Problem:
Go through the entries below and return every line that contains "feature".

### Input

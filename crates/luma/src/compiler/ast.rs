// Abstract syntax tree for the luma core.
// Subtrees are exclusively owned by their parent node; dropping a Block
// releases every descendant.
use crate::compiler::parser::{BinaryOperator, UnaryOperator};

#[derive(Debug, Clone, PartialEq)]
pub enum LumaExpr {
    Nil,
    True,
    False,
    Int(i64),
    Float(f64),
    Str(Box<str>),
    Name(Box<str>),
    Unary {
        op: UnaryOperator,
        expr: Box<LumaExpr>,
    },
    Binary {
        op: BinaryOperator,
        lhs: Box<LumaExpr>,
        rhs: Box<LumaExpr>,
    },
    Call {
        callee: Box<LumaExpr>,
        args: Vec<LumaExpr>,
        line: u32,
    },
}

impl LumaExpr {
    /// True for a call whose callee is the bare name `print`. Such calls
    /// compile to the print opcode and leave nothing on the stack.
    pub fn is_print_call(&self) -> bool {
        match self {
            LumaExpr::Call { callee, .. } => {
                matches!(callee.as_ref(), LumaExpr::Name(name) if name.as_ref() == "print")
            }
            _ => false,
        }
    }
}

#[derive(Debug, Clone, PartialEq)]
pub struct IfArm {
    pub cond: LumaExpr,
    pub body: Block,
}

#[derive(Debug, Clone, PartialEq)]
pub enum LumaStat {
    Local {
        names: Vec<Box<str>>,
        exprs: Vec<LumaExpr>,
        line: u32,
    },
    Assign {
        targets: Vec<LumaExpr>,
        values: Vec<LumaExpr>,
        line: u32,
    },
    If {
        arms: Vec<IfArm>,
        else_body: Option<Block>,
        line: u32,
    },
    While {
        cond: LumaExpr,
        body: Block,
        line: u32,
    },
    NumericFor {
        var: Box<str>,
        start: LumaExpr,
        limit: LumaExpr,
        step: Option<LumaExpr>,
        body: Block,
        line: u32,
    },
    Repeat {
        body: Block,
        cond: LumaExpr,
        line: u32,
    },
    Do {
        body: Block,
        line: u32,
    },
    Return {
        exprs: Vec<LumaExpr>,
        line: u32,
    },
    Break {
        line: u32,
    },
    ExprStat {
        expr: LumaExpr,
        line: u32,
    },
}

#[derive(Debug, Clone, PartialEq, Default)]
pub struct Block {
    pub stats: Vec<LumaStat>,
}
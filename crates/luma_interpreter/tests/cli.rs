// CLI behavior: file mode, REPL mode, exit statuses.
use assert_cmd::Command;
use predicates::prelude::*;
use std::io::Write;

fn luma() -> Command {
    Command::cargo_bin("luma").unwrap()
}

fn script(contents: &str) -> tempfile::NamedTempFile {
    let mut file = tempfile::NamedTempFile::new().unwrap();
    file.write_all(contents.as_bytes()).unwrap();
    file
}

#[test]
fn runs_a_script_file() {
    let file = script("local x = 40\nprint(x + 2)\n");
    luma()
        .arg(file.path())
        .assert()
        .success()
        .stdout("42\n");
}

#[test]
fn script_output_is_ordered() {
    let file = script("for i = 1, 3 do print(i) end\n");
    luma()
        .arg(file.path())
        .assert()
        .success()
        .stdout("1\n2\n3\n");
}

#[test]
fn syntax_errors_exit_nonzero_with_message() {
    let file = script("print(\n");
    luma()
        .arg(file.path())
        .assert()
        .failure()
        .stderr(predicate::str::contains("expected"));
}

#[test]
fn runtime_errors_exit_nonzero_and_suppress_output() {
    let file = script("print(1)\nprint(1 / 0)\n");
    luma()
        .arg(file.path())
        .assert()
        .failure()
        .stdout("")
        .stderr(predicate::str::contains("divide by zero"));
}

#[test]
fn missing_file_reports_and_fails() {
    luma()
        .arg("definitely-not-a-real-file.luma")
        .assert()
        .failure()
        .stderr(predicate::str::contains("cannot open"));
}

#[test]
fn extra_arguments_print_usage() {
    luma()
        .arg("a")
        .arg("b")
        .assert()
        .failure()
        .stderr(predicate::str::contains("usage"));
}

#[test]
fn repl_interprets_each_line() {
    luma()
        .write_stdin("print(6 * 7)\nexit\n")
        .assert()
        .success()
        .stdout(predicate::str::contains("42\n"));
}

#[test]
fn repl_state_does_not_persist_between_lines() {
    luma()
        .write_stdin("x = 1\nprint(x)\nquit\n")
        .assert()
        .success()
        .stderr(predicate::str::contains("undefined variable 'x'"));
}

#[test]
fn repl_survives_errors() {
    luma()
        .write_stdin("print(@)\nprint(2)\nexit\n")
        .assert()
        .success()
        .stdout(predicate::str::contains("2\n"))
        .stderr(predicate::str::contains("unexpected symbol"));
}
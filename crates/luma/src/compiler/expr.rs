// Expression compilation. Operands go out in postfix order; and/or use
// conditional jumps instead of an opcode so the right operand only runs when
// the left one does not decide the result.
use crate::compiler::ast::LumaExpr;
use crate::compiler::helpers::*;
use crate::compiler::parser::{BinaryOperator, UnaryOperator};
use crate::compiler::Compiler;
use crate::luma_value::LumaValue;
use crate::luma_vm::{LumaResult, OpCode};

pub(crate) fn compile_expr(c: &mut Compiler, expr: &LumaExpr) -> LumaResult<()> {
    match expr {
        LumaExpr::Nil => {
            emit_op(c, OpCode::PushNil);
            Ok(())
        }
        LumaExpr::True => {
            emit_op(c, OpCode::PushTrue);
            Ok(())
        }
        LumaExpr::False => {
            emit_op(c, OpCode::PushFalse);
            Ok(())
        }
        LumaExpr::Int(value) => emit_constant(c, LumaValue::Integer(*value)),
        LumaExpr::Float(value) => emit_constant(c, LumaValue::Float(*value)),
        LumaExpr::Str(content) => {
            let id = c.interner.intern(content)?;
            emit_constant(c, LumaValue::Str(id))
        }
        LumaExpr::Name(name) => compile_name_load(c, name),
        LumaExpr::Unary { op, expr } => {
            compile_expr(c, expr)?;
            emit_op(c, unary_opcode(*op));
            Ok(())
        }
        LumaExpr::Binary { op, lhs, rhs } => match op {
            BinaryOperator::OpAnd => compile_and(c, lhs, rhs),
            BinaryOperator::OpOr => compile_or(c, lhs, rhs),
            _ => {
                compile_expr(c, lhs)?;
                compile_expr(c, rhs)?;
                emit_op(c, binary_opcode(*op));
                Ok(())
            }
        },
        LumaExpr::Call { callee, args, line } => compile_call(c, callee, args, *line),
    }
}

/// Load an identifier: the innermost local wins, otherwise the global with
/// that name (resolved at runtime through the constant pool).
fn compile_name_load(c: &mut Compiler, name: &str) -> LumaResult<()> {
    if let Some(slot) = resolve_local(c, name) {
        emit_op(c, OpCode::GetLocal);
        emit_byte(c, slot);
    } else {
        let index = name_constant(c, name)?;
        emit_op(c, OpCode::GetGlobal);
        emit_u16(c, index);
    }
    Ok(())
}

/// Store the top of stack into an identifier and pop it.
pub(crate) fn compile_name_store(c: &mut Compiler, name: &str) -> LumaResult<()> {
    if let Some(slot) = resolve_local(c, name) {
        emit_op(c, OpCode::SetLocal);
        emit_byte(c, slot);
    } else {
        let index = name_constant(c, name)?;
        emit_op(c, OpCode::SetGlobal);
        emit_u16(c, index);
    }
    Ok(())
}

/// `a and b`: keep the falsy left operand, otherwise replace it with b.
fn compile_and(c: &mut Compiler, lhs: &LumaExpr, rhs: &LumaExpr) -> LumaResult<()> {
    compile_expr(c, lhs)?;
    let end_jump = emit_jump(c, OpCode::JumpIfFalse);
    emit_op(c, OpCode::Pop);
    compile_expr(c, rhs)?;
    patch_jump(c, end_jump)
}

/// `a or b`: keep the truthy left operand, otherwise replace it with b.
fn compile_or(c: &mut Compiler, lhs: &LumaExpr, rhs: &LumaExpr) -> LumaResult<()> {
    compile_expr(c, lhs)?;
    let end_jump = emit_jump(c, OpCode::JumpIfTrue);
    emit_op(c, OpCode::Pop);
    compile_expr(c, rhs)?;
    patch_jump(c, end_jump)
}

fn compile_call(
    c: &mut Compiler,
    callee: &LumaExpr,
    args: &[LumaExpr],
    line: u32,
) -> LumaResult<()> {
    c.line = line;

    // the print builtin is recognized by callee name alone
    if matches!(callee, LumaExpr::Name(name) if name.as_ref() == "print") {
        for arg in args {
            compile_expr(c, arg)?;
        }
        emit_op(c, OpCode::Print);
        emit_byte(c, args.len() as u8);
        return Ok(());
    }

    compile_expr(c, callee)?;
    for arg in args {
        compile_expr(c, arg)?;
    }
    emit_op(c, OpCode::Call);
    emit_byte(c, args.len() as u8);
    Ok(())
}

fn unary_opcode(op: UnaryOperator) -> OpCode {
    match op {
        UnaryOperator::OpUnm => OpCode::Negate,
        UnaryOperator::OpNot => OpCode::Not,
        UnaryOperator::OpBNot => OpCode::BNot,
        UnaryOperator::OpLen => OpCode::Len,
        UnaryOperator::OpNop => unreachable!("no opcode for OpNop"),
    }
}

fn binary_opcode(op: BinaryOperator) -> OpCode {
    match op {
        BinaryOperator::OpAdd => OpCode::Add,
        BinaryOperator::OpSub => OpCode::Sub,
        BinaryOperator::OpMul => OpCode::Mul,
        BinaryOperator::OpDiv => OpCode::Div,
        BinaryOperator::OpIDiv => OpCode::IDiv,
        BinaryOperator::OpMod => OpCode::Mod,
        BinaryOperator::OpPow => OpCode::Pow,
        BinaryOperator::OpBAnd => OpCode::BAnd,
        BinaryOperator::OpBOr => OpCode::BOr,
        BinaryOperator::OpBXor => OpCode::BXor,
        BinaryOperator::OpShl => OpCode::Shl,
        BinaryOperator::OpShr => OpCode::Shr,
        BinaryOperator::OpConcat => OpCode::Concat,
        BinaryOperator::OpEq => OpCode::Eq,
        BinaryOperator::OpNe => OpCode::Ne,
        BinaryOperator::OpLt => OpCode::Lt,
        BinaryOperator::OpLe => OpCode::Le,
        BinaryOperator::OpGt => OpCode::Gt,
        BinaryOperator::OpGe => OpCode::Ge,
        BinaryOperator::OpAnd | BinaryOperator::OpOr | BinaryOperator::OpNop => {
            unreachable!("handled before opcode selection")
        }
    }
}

######
### Input

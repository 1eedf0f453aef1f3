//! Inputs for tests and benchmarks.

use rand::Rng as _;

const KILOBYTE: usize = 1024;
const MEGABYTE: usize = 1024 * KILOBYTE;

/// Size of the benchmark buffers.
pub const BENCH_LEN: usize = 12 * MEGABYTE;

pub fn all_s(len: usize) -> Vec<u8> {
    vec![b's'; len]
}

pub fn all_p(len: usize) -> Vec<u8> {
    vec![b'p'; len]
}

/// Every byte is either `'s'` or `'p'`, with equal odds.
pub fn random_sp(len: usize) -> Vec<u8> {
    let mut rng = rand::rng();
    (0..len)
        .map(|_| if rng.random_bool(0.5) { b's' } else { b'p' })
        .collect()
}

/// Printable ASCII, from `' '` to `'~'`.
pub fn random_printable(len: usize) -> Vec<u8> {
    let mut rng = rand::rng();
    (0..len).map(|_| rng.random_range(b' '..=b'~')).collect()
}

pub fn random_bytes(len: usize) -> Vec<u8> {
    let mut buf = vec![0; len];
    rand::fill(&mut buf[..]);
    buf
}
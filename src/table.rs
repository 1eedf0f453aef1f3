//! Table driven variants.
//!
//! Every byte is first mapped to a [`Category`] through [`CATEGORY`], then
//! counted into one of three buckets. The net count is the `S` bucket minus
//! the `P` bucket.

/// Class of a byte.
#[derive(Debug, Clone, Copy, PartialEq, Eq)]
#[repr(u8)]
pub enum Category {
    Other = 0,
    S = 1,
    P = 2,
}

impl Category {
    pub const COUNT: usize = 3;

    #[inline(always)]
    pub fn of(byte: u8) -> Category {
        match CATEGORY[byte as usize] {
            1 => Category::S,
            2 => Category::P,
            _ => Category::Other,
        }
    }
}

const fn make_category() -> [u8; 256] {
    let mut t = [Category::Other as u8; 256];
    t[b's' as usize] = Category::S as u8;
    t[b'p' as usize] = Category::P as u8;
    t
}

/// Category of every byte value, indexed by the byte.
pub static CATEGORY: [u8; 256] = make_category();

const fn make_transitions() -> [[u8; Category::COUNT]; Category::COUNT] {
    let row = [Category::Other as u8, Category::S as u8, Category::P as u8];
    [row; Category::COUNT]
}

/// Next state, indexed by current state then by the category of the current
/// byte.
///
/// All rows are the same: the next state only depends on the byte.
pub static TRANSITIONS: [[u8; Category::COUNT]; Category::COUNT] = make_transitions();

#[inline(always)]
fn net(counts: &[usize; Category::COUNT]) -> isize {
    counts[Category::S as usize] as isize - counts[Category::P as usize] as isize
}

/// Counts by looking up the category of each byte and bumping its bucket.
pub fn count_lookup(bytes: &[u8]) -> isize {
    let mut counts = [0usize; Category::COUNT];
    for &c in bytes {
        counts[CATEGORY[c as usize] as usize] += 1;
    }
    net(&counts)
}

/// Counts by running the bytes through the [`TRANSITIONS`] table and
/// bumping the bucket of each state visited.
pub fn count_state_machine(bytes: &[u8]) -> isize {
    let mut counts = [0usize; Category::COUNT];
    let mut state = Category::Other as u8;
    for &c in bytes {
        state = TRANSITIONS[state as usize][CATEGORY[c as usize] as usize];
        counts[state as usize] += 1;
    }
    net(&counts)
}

######
### Input

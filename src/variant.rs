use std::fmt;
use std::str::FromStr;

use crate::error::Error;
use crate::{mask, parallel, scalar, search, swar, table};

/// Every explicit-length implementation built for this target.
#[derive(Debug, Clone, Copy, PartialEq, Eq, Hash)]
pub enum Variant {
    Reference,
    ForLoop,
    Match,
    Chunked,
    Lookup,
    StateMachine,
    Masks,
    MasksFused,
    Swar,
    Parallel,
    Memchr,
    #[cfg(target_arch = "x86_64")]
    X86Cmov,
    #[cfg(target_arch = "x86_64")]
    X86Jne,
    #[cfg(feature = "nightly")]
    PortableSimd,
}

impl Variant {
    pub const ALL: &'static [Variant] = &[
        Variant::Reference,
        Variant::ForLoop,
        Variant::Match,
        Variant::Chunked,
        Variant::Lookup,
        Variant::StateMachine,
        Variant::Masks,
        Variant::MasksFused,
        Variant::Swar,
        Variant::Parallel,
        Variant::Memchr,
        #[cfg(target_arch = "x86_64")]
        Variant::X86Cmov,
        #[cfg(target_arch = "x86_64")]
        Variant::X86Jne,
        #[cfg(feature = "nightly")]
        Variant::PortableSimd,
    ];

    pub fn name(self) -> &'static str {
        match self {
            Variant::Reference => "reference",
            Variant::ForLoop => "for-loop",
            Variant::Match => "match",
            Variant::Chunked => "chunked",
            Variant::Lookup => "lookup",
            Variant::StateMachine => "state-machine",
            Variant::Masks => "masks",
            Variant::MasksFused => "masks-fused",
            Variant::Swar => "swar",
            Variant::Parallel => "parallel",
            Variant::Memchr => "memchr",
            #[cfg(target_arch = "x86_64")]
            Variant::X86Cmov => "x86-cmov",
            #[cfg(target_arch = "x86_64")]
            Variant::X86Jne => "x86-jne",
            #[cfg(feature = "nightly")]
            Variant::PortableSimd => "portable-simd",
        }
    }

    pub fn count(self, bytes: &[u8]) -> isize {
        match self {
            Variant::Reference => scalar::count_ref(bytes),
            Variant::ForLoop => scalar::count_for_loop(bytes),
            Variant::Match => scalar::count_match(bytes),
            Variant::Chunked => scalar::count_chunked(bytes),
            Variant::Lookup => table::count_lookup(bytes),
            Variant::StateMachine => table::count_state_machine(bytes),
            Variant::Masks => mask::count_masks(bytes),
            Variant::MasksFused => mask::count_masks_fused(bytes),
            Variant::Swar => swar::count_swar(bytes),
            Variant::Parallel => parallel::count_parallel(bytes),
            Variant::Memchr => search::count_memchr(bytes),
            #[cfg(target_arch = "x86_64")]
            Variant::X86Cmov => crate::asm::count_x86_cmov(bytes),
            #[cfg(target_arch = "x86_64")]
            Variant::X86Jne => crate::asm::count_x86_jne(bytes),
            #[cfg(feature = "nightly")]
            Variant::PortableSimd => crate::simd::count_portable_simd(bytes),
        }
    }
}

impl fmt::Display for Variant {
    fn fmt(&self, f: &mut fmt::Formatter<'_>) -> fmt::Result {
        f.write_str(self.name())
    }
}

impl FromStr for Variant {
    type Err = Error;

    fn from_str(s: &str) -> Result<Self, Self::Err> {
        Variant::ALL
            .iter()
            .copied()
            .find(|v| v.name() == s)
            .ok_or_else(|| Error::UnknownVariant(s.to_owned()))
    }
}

######

Problem solution:
    #[cfg(feature = "nightly")]
        #[cfg(feature = "nightly")]
            #[cfg(feature = "nightly")]
            #[cfg(feature = "nightly")]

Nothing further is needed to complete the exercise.